Song et al. do not teach a first metal layer disposed on a side of the common electrode layer away from the first substrate and comprising a gate and a second electrode, wherein the gate is disposed on the first electrode, and the second electrode is disposed on the common electrode. That is, Song et al. do not teach forming the common electrode and the first electrode of two materials/layers.
Song et al. also do not teach using the structure in a liquid crystal display application such that the display panel comprises an opposite substrate disposed opposite to the array substrate, wherein the opposite substrate comprises a second substrate.

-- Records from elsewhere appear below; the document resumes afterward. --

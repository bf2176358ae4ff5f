//! Program representation and the text loader
//!
//! Program files look like:
//!
//! ```text
//! Register A: 729
//! Register B: 0
//! Register C: 0
//!
//! Program: 0,1,5,4,3,0
//! ```

use crate::error::{MachineError, ParseError};
use crate::instruction::Instruction;
use crate::machine::Registers;
use anyhow::{anyhow, bail};
use itertools::Itertools;
use regex::Regex;
use std::fmt;
use std::str::FromStr;
use std::sync::LazyLock;

static REGISTER_LINE: LazyLock<Regex> =
    LazyLock::new(|| Regex::new(r"^Register\s+(\S+)\s*:\s*(\S+)$").unwrap());
static PROGRAM_LINE: LazyLock<Regex> =
    LazyLock::new(|| Regex::new(r"^Program\s*:\s*(.*)$").unwrap());

/// An immutable sequence of 3-bit words, read in `(opcode, operand)` pairs
///
/// Every word is guaranteed to be in `0..=7`. The length may be odd; a
/// machine that fetches the unpaired last word faults with
/// [`MachineError::TruncatedInstruction`].
#[derive(Debug, Clone, PartialEq, Eq, Hash, Default)]
pub struct Program {
    words: Vec<u8>,
}

impl Program {
    /// Create a program, rejecting any word above 7
    pub fn new(words: Vec<u8>) -> Result<Self, ParseError> {
        if let Some((position, &word)) = words.iter().find_position(|&&word| word > 7) {
            return Err(ParseError::InvalidWord {
                word: i64::from(word),
                position,
            });
        }
        Ok(Self { words })
    }

    pub fn words(&self) -> &[u8] {
        &self.words
    }

    pub fn len(&self) -> usize {
        self.words.len()
    }

    pub fn is_empty(&self) -> bool {
        self.words.is_empty()
    }

    /// Decode the program pairwise, yielding each instruction with its word offset.
    ///
    /// A trailing unpaired word yields a single `TruncatedInstruction` error.
    pub fn instructions(
        &self,
    ) -> impl Iterator<Item = Result<(usize, Instruction), MachineError>> + '_ {
        (0..self.words.len())
            .step_by(2)
            .map(move |ip| {
                Instruction::decode(&self.words, ip).map(|instruction| (ip, instruction))
            })
    }

    /// Render one line per instruction, e.g. `  0: bst A`
    pub fn disassemble(&self) -> String {
        self.instructions()
            .map(|decoded| match decoded {
                Ok((ip, instruction)) => format!("{:>3}: {}", ip, instruction),
                Err(MachineError::TruncatedInstruction { ip }) => {
                    format!("{:>3}: <truncated {}>", ip, self.words[ip])
                }
                Err(e) => format!("<{}>", e),
            })
            .join("\n")
    }
}

impl FromStr for Program {
    type Err = ParseError;

    /// Parse a bare comma-separated word list such as `0,1,5,4,3,0`
    fn from_str(s: &str) -> Result<Self, Self::Err> {
        let s = s.trim();
        if s.is_empty() {
            return Ok(Self::default());
        }

        s.split(',')
            .map(str::trim)
            .enumerate()
            .map(|(position, token)| {
                let word = token.parse::<i64>().map_err(|e| {
                    ParseError::InvalidFormat(format!(
                        "program word {:?} at position {}: {}",
                        token, position, e
                    ))
                })?;
                u8::try_from(word)
                    .ok()
                    .filter(|&word| word <= 7)
                    .ok_or(ParseError::InvalidWord { word, position })
            })
            .collect::<Result<Vec<_>, _>>()
            .map(|words| Self { words })
    }
}

impl fmt::Display for Program {
    fn fmt(&self, f: &mut fmt::Formatter<'_>) -> fmt::Result {
        f.write_str(&self.words.iter().join(","))
    }
}

/// Initial register values plus the program, as read from a program file
#[derive(Debug, Clone, PartialEq, Eq)]
pub struct LoadedProgram {
    pub registers: Registers,
    pub program: Program,
}

enum Line {
    Register(usize, i64),
    Program(Program),
}

const REGISTER_NAMES: [&str; 3] = ["A", "B", "C"];

fn parse_line(line: &str) -> Result<Line, anyhow::Error> {
    if let Some(captures) = REGISTER_LINE.captures(line) {
        let name = &captures[1];
        let index = REGISTER_NAMES
            .iter()
            .position(|&known| known == name)
            .ok_or_else(|| anyhow!("unknown register {:?}", name))?;
        let value = captures[2]
            .parse::<i64>()
            .map_err(|e| anyhow!("register {} value {:?}: {}", name, &captures[2], e))?;
        return Ok(Line::Register(index, value));
    }

    if let Some(captures) = PROGRAM_LINE.captures(line) {
        return Ok(Line::Program(captures[1].parse()?));
    }

    bail!("unrecognized line {:?}", line)
}

impl FromStr for LoadedProgram {
    type Err = ParseError;

    fn from_str(input: &str) -> Result<Self, Self::Err> {
        let mut registers: [Option<i64>; 3] = [None; 3];
        let mut program = None;

        for (line_idx, line) in input.lines().enumerate() {
            let line = line.trim();
            if line.is_empty() {
                continue;
            }

            let parsed = parse_line(line).and_then(|parsed| {
                match &parsed {
                    Line::Register(index, _) if registers[*index].is_some() => {
                        bail!("duplicate register {}", REGISTER_NAMES[*index])
                    }
                    Line::Program(_) if program.is_some() => bail!("duplicate program line"),
                    _ => {}
                }
                Ok(parsed)
            });

            match parsed {
                Ok(Line::Register(index, value)) => registers[index] = Some(value),
                Ok(Line::Program(words)) => program = Some(words),
                Err(e) => {
                    return Err(match e.downcast::<ParseError>() {
                        Ok(ParseError::InvalidFormat(message)) => ParseError::InvalidFormat(
                            format!("(line {}) {}", line_idx + 1, message),
                        ),
                        Ok(parse_error) => parse_error,
                        Err(e) => {
                            ParseError::InvalidFormat(format!("(line {}) {}", line_idx + 1, e))
                        }
                    });
                }
            }
        }

        let [a, b, c] = registers;
        let missing = |index: usize| {
            ParseError::MissingData(format!("Register {}", REGISTER_NAMES[index]))
        };

        Ok(LoadedProgram {
            registers: Registers {
                a: a.ok_or_else(|| missing(0))?,
                b: b.ok_or_else(|| missing(1))?,
                c: c.ok_or_else(|| missing(2))?,
            },
            program: program.ok_or_else(|| ParseError::MissingData("Program".to_string()))?,
        })
    }
}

Ono et al. teach in figure 1 and related text using the structure in a liquid crystal display application such that the display panel comprises an opposite substrate SUB2 disposed opposite to the array substrate SUB1, wherein the opposite substrate comprises a second substrate SUB2, wherein a first metal layer d2 disposed on a side of the common electrode layer away from the first substrate and comprising a gate d2 and a second electrode (another d2), wherein the gate d2 is disposed on the first electrode d1, and the second electrode is disposed on the common electrode (another d1).
Song et al. and Ono et al. are analogous art because they are directed to display devices and one of ordinary skill in the art would have had a reasonable expectation of success to modify Song et al. because they are from the same field of endeavor.It would have been obvious to a person of ordinary skill in the art, before the effective filling date of the claimed invention, to form the first semiconductor layer of the first transistor of polycrystalline silicon and the second semiconductor layer of the second transistor of an oxide semiconductor, as taught by Ono et al., in Song et al.’s device, in order to improve the device characteristics.
Regarding claim 2, in the combined device the common electrode layer (as taught by Ono et al. in figures 1 and 2) comprises a plurality of common electrodes d1 disposed at intervals, and the first electrode (another d1) is disposed between adjacent two of the common electrodes arranged along a first direction; wherein two opposite sides of the first electrode are respectively provided with the groove, and the orthographic projection of the light-shielding part (as taught by Song et al.) on the first substrate covers an orthographic projection of two grooves (since the combined device comprises plurality of grooves) on the first substrate.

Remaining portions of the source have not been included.